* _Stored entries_

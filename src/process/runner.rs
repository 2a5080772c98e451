//! The spawn-and-wait primitive.

use std::ffi::OsString;
use std::io::{self, Write};
use std::path::PathBuf;
use std::process::{Command, Stdio};

use tracing::debug;

use super::pty::{self, PtyPair};
use super::result::ProcessResult;

/// What the child's stdin is connected to.
#[derive(Debug, Default)]
pub enum StdinChannel {
    /// `/dev/null`.
    Null,
    /// An anonymous pipe fed from the parent.
    #[default]
    Pipe,
    /// The slave half of a pty; the parent writes to the master.
    Pty(PtyPair),
}

/// One child process to spawn.
#[derive(Debug)]
pub struct Invocation {
    /// Program to execute.
    pub program: PathBuf,
    /// Arguments, excluding the program itself.
    pub args: Vec<OsString>,
    /// Working directory override (if any).
    pub working_dir: Option<PathBuf>,
    /// Stdin wiring.
    pub stdin: StdinChannel,
    /// Bytes written to the child's input before waiting.
    pub input: Option<Vec<u8>>,
}

impl Invocation {
    /// Create an invocation of `program` with no arguments and a piped stdin.
    pub fn new(program: impl Into<PathBuf>) -> Self {
        Self {
            program: program.into(),
            args: Vec::new(),
            working_dir: None,
            stdin: StdinChannel::Pipe,
            input: None,
        }
    }

    /// Append one argument.
    pub fn arg(mut self, arg: impl Into<OsString>) -> Self {
        self.args.push(arg.into());
        self
    }

    /// Set the working directory.
    pub fn working_dir(mut self, dir: Option<PathBuf>) -> Self {
        self.working_dir = dir;
        self
    }

    /// Set the stdin channel.
    pub fn stdin(mut self, stdin: StdinChannel) -> Self {
        self.stdin = stdin;
        self
    }

    /// Set the input bytes.
    pub fn input(mut self, input: Option<Vec<u8>>) -> Self {
        self.input = input;
        self
    }

    /// Whether stdin is attached to a pty.
    pub fn uses_pty(&self) -> bool {
        matches!(self.stdin, StdinChannel::Pty(_))
    }
}

/// Spawns children and waits for them.
///
/// Every process the transport starts goes through this trait, which is
/// also what lets tests observe spawns without running a real shell.
pub trait ProcessRunner: Send + Sync {
    /// Spawn one child, feed it `invocation.input`, and block until it exits.
    fn run(&self, invocation: Invocation) -> io::Result<ProcessResult>;

    /// Allocate a pty pair for a child's stdin.
    fn open_pty(&self) -> io::Result<PtyPair> {
        pty::open()
    }
}

/// Runner backed by `std::process::Command`.
#[derive(Debug, Default, Clone, Copy)]
pub struct SystemRunner;

impl SystemRunner {
    /// Create a new system runner.
    pub fn new() -> Self {
        Self
    }
}

impl ProcessRunner for SystemRunner {
    fn run(&self, invocation: Invocation) -> io::Result<ProcessResult> {
        let Invocation {
            program,
            args,
            working_dir,
            stdin,
            input,
        } = invocation;

        let mut command = Command::new(&program);
        command
            .args(&args)
            .stdout(Stdio::piped())
            .stderr(Stdio::piped());

        if let Some(dir) = &working_dir {
            command.current_dir(dir);
        }

        #[allow(unused_mut)]
        let mut master: Option<std::fs::File> = None;
        match stdin {
            StdinChannel::Null => {
                command.stdin(Stdio::null());
            }
            StdinChannel::Pipe => {
                command.stdin(Stdio::piped());
            }
            #[cfg(unix)]
            StdinChannel::Pty(pair) => {
                command.stdin(Stdio::from(pair.slave));
                master = Some(std::fs::File::from(pair.master));
            }
            #[cfg(not(unix))]
            StdinChannel::Pty(_) => {
                command.stdin(Stdio::piped());
            }
        }

        debug!(program = %program.display(), "spawning child");
        let mut child = command.spawn()?;

        // The slave half now belongs to the child. Closing the parent's copy
        // keeps the master from waiting on a reader that never goes away.
        drop(command);

        if let Some(mut master) = master {
            // The master stays open until the child is gone; the writer only
            // borrows it.
            let writer = &mut master;
            let output = std::thread::scope(|scope| {
                if let Some(input) = input.as_deref() {
                    scope.spawn(move || write_input(writer, input));
                }
                child.wait_with_output()
            });
            drop(master);
            return output.map(ProcessResult::from);
        }

        let child_stdin = child.stdin.take();
        let output = std::thread::scope(|scope| {
            if let Some(mut child_stdin) = child_stdin {
                scope.spawn(move || {
                    if let Some(input) = input.as_deref() {
                        write_input(&mut child_stdin, input);
                    }
                    // Dropping the handle closes the pipe so the child sees EOF.
                });
            }
            child.wait_with_output()
        })?;

        Ok(ProcessResult::from(output))
    }
}

fn write_input(writer: &mut impl Write, input: &[u8]) {
    if let Err(e) = writer.write_all(input).and_then(|_| writer.flush()) {
        // The child may exit without reading its input.
        if e.kind() != io::ErrorKind::BrokenPipe {
            debug!(error = %e, "failed to write child input");
        }
    }
}

#[cfg(test)]
mod tests {
    use super::*;

    #[test]
    fn test_invocation_builder() {
        let inv = Invocation::new("sh")
            .arg("-c")
            .arg("true")
            .working_dir(Some(PathBuf::from("/tmp")))
            .input(Some(b"data".to_vec()));

        assert_eq!(inv.program, PathBuf::from("sh"));
        assert_eq!(inv.args, vec![OsString::from("-c"), OsString::from("true")]);
        assert_eq!(inv.working_dir, Some(PathBuf::from("/tmp")));
        assert_eq!(inv.input.as_deref(), Some(&b"data"[..]));
        assert!(!inv.uses_pty());
    }

    #[test]
    #[cfg(unix)]
    fn test_system_runner_captures_output() {
        let inv = Invocation::new("sh").arg("-c").arg("echo out; echo err >&2; exit 3");
        let result = SystemRunner::new().run(inv).unwrap();

        assert_eq!(result.exit_code, 3);
        assert_eq!(result.stdout, b"out\n");
        assert_eq!(result.stderr, b"err\n");
    }

    #[test]
    #[cfg(unix)]
    fn test_system_runner_feeds_input() {
        let inv = Invocation::new("sh")
            .arg("-c")
            .arg("cat")
            .input(Some(b"piped input".to_vec()));
        let result = SystemRunner::new().run(inv).unwrap();

        assert!(result.success());
        assert_eq!(result.stdout, b"piped input");
    }

    #[test]
    #[cfg(unix)]
    fn test_system_runner_closes_stdin_without_input() {
        // `cat` would block forever if stdin stayed open.
        let inv = Invocation::new("sh").arg("-c").arg("cat");
        let result = SystemRunner::new().run(inv).unwrap();

        assert!(result.success());
        assert!(result.stdout.is_empty());
    }

    #[test]
    #[cfg(unix)]
    fn test_system_runner_working_dir() {
        let dir = tempfile::tempdir().unwrap();
        let inv = Invocation::new("sh")
            .arg("-c")
            .arg("pwd")
            .working_dir(Some(dir.path().to_path_buf()));
        let result = SystemRunner::new().run(inv).unwrap();

        let printed = PathBuf::from(result.stdout_lossy().trim_end());
        assert_eq!(
            printed.canonicalize().unwrap(),
            dir.path().canonicalize().unwrap()
        );
    }

    #[test]
    #[cfg(unix)]
    fn test_system_runner_with_pty_stdin() {
        let Ok(pair) = SystemRunner::new().open_pty() else {
            return;
        };
        let inv = Invocation::new("sh")
            .arg("-c")
            .arg("test -t 0 && echo tty")
            .stdin(StdinChannel::Pty(pair));
        assert!(inv.uses_pty());

        let result = SystemRunner::new().run(inv).unwrap();
        assert!(result.success());
        assert_eq!(result.stdout, b"tty\n");
    }

    #[test]
    #[cfg(unix)]
    fn test_system_runner_pty_input_while_output_drains() {
        let Ok(pair) = SystemRunner::new().open_pty() else {
            return;
        };
        // More output than a pipe holds is written before any input is read.
        let input: Vec<u8> = (0..2000)
            .flat_map(|i| format!("module argument line {i:04} padded out\n").into_bytes())
            .collect();
        assert!(input.len() > 64 * 1024);

        let inv = Invocation::new("sh")
            .arg("-c")
            .arg("head -c 200000 /dev/zero; head -n 2000 >/dev/null; echo done")
            .stdin(StdinChannel::Pty(pair))
            .input(Some(input));
        let result = SystemRunner::new().run(inv).unwrap();

        assert!(result.success());
        assert_eq!(result.stdout.len(), 200_000 + "done\n".len());
        assert!(result.stdout.ends_with(b"done\n"));
    }

    #[test]
    fn test_system_runner_missing_program() {
        let inv = Invocation::new("definitely-not-a-real-program-wsl2");
        let err = SystemRunner::new().run(inv).unwrap_err();
        assert_eq!(err.kind(), io::ErrorKind::NotFound);
    }
}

* _The task_
Which of the lines in the data hold the string "written"? Report each of them by copying it.

* _Output of the task_
    /// Bytes written to the child's input before waiting.
        // More output than a pipe holds is written before any input is read.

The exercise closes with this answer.